High-output-power and high-temperature operation of blue GaN-based vertical-cavity surface-emitting laser

GaN-based vertical-cavity surface-emitting lasers (VCSELs) represent an attractive alternative to conventional LEDs and edge-emitting lasers because of their helpful properties. These include limited catastrophic optical damage (COD), ready integration with two-dimensional arrays, minimal effect of temperature on the lasing wavelength, and circular output beams with limited divergence. Recently, several research groups have achieved current-injected GaN-based VCSELs^1–8) and reported output power values of approximately 1,^7,9–12) 3 mW¹³⁾ and 4.2 mW¹⁴⁾ under continuous-wave (CW) operation. Very recently, our own group has demonstrated a blue VCSEL with a high output power of 6 mW under CW operation, as a result of reducing both the internal loss and reflectivity of the front cavity mirror.¹⁵⁾ However, the maximum output power was clearly limited by thermal rollover, and thus, reducing the thermal resistance (R_th) is also very important to enhance the output power.
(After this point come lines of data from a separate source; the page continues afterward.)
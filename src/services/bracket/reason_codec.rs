//! Packs the finish reason and the optional advantage holder into the single
//! text column a match row offers.
//!
//! Wire format:
//! - `<base>` when nobody carries an advantage (the legacy plain tokens)
//! - `def:<playerId>|<base>` otherwise
//!
//! `<base>` is always the last component. Decoding never fails: anything
//! unrecognised degrades to `normal` with no advantage.

use serde::{Deserialize, Serialize};
use std::fmt;
use std::str::FromStr;

pub const ADVANTAGE_PREFIX: &str = "def:";
pub const ADVANTAGE_SEPARATOR: char = '|';

/// How a match ended. Cosmetic, never safety-critical.
#[derive(Debug, Clone, Copy, PartialEq, Eq, Default, Serialize, Deserialize)]
#[serde(rename_all = "snake_case")]
pub enum FinishReason {
    #[default]
    Normal,
    TimeLimit,
    Forfeit,
}

impl FinishReason {
    pub const ALL: [FinishReason; 3] = [
        FinishReason::Normal,
        FinishReason::TimeLimit,
        FinishReason::Forfeit,
    ];

    pub fn as_str(&self) -> &'static str {
        match self {
            FinishReason::Normal => "normal",
            FinishReason::TimeLimit => "time_limit",
            FinishReason::Forfeit => "forfeit",
        }
    }
}

impl fmt::Display for FinishReason {
    fn fmt(&self, f: &mut fmt::Formatter<'_>) -> fmt::Result {
        f.write_str(self.as_str())
    }
}

impl FromStr for FinishReason {
    type Err = String;

    fn from_str(s: &str) -> Result<Self, Self::Err> {
        match s.trim().to_lowercase().as_str() {
            "normal" => Ok(FinishReason::Normal),
            "time_limit" => Ok(FinishReason::TimeLimit),
            "forfeit" => Ok(FinishReason::Forfeit),
            _ => Err(format!("Unknown finish reason: {s}")),
        }
    }
}

/// Decoded content of a match's reason column.
#[derive(Debug, Clone, PartialEq, Eq, Default, Serialize, Deserialize)]
#[serde(rename_all = "camelCase")]
pub struct EncodedReason {
    pub base: FinishReason,
    pub advantage_holder: Option<String>,
}

impl EncodedReason {
    /// Builds a reason value; an empty holder is the same as no holder.
    pub fn new(base: FinishReason, advantage_holder: Option<String>) -> Self {
        Self {
            base,
            advantage_holder: advantage_holder.filter(|id| !id.is_empty()),
        }
    }

    pub fn plain(base: FinishReason) -> Self {
        Self::new(base, None)
    }

    /// Canonical storage string.
    pub fn encode(&self) -> String {
        match self.advantage_holder.as_deref() {
            Some(holder) if !holder.is_empty() => format!(
                "{ADVANTAGE_PREFIX}{holder}{ADVANTAGE_SEPARATOR}{}",
                self.base
            ),
            _ => self.base.as_str().to_string(),
        }
    }

    /// Parses any stored text, including empty and legacy values.
    pub fn decode(raw: &str) -> Self {
        let text = raw.trim();

        let Some(rest) = text.strip_prefix(ADVANTAGE_PREFIX) else {
            return Self::plain(parse_base(text));
        };

        // Holder ids may contain the separator; the base never does.
        match rest.rsplit_once(ADVANTAGE_SEPARATOR) {
            Some((holder, base)) => Self::new(parse_base(base), Some(holder.to_string())),
            None => Self::new(FinishReason::Normal, Some(rest.to_string())),
        }
    }
}

impl fmt::Display for EncodedReason {
    fn fmt(&self, f: &mut fmt::Formatter<'_>) -> fmt::Result {
        f.write_str(&self.encode())
    }
}

fn parse_base(token: &str) -> FinishReason {
    token.parse().unwrap_or_default()
}

/// Shorthand for `EncodedReason::new(..).encode()`.
pub fn encode(base: FinishReason, advantage_holder: Option<&str>) -> String {
    EncodedReason::new(base, advantage_holder.map(str::to_string)).encode()
}

/// Shorthand for `EncodedReason::decode`.
pub fn decode(raw: &str) -> EncodedReason {
    EncodedReason::decode(raw)
}

#[cfg(test)]
#[path = "tests/reason_codec_tests.rs"]
mod tests;
//! Finals bracket results: addressing, reason encoding, series reconciliation
//! and the record/load flows built on them.

pub mod addressing;
pub mod load;
pub mod reason_codec;
pub mod record;
pub mod seeding;
pub mod series;

use sqlx::SqlitePool;

use crate::database::bracket_repo;
use crate::database::models::BracketRow;
use crate::types::errors::{LadderError, LadderResult};

pub(crate) async fn require_bracket(pool: &SqlitePool, bracket_id: &str) -> LadderResult<BracketRow> {
    bracket_repo::get_bracket(pool, bracket_id)
        .await?
        .ok_or_else(|| LadderError::NotFound(format!("bracket {bracket_id}")))
}

pub(crate) fn require_positive(what: &str, value: u32) -> LadderResult<()> {
    if value == 0 {
        return Err(LadderError::Validation(format!("{what} must be at least 1")));
    }
    Ok(())
}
Our previous VCSEL¹⁵⁾ basically consisted of a 42-pair AlInN/GaN distributed Bragg reflector (DBR), a 4.5λ cavity, and a 10.5-pair SiO₂/Nb₂O₅ DBR. Considering the relatively low thermal conductivity of DBR materials including AlInN^16,17) and the very high thermal conductivity of the main cavity material GaN,^18,19) a long-cavity structure is highly expected to be effective for reducing R_th.^20–22) Mei et al.²²⁾ theoretically analyzed the dependence of R_th on cavity length in a GaN-based VCSEL with AlInN/GaN DBR by cylindrical model simulation and predicted that the R_th of this type of VCSEL with a long cavity can be decreased by 43%. In this Letter, we report the improved output power (15.7 mW) of a blue GaN-based VCSEL upon introducing a long-cavity (10λ) structure. To evaluate the impact of this structure, we also fabricated 5λ-cavity VCSELs and compared the I–L characteristics of the two types of devices over wide ranges of temperature and R_th.

A schematic of the fabricated VCSEL structure is shown in Fig. 1 and the details of the structure and fabrication process are provided in Ref. 15. The GaN-based device was grown on a GaN substrate by metalorganic vapor phase epitaxy. The basic structures, having 5λ- or 10λ-cavity constructions, consisted of a 42/41-pair AlInN/GaN DBR, a 5λ/10λ cavity, and a 10.5-pair SiO₂/Nb₂O₅ DBR. The reflectivity of the AlInN/GaN DBR mirror in the VCSEL with the 10λ-cavity structure was reduced in advance to compensate for the loss of slope efficiency resulting from the long-cavity structure.¹⁵⁾ The epitaxial structure between the DBRs was composed of an n-GaN layer, a 5-pair GaInN (3 nm)/GaN (4 nm) multiple quantum well, a p-AlGaN electron blocking layer, and a p-GaN layer. The 10λ-cavity structure was obtained solely by changing the n-GaN thickness from 660 to 1570 nm. The VCSEL also incorporated a SiO₂-buried structure to reduce the internal loss.¹⁵⁾ This structure was formed by etching an area of the p-GaN layer having a diameter of 8 µm to a depth of 20 nm by reactive ion etching, after which a 20 nm SiO₂ thin film was deposited and lifted off by a self-aligned process. Both the central current injection and the SiO₂-buried regions were subsequently covered with a 20 nm indium tin oxide (ITO) contact layer. Finally, a Nb₂O₅ spacer layer and a 10.5-pair SiO₂/Nb₂O₅ DBR were deposited on the ITO to form the VCSEL cavity. After forming the n- and p-electrodes, the GaN substrate was polished and the back surface of the substrate was coated with SiO₂/Nb₂O₅ dielectric multilayers as an antireflection (AR) coating. Herein, we define the substrate side as the front side (as shown in Fig. 1). The reflectivity of the 10.5-pair SiO₂/Nb₂O₅ DBR was calculated to be 99.98% at 445 nm. The reflectivity values of the AlInN/GaN DBR were determined by calculating the ratio between the front and the rear slope efficiency values under pulsed conditions,^15,23) with a calculated value of 99.98% for the reflectivity of the 10.5-pair SiO₂/Nb₂O₅ DBR. The measured reflectivity values of the 41-pair and 42-pair AlInN/GaN DBRs were 99.1 and 99.3%, respectively. VCSEL chips with an 8 µm aperture were subsequently mounted on a Cu heat sink block with a p-side-down (flip-chip bonding) configuration and operated under CW conditions.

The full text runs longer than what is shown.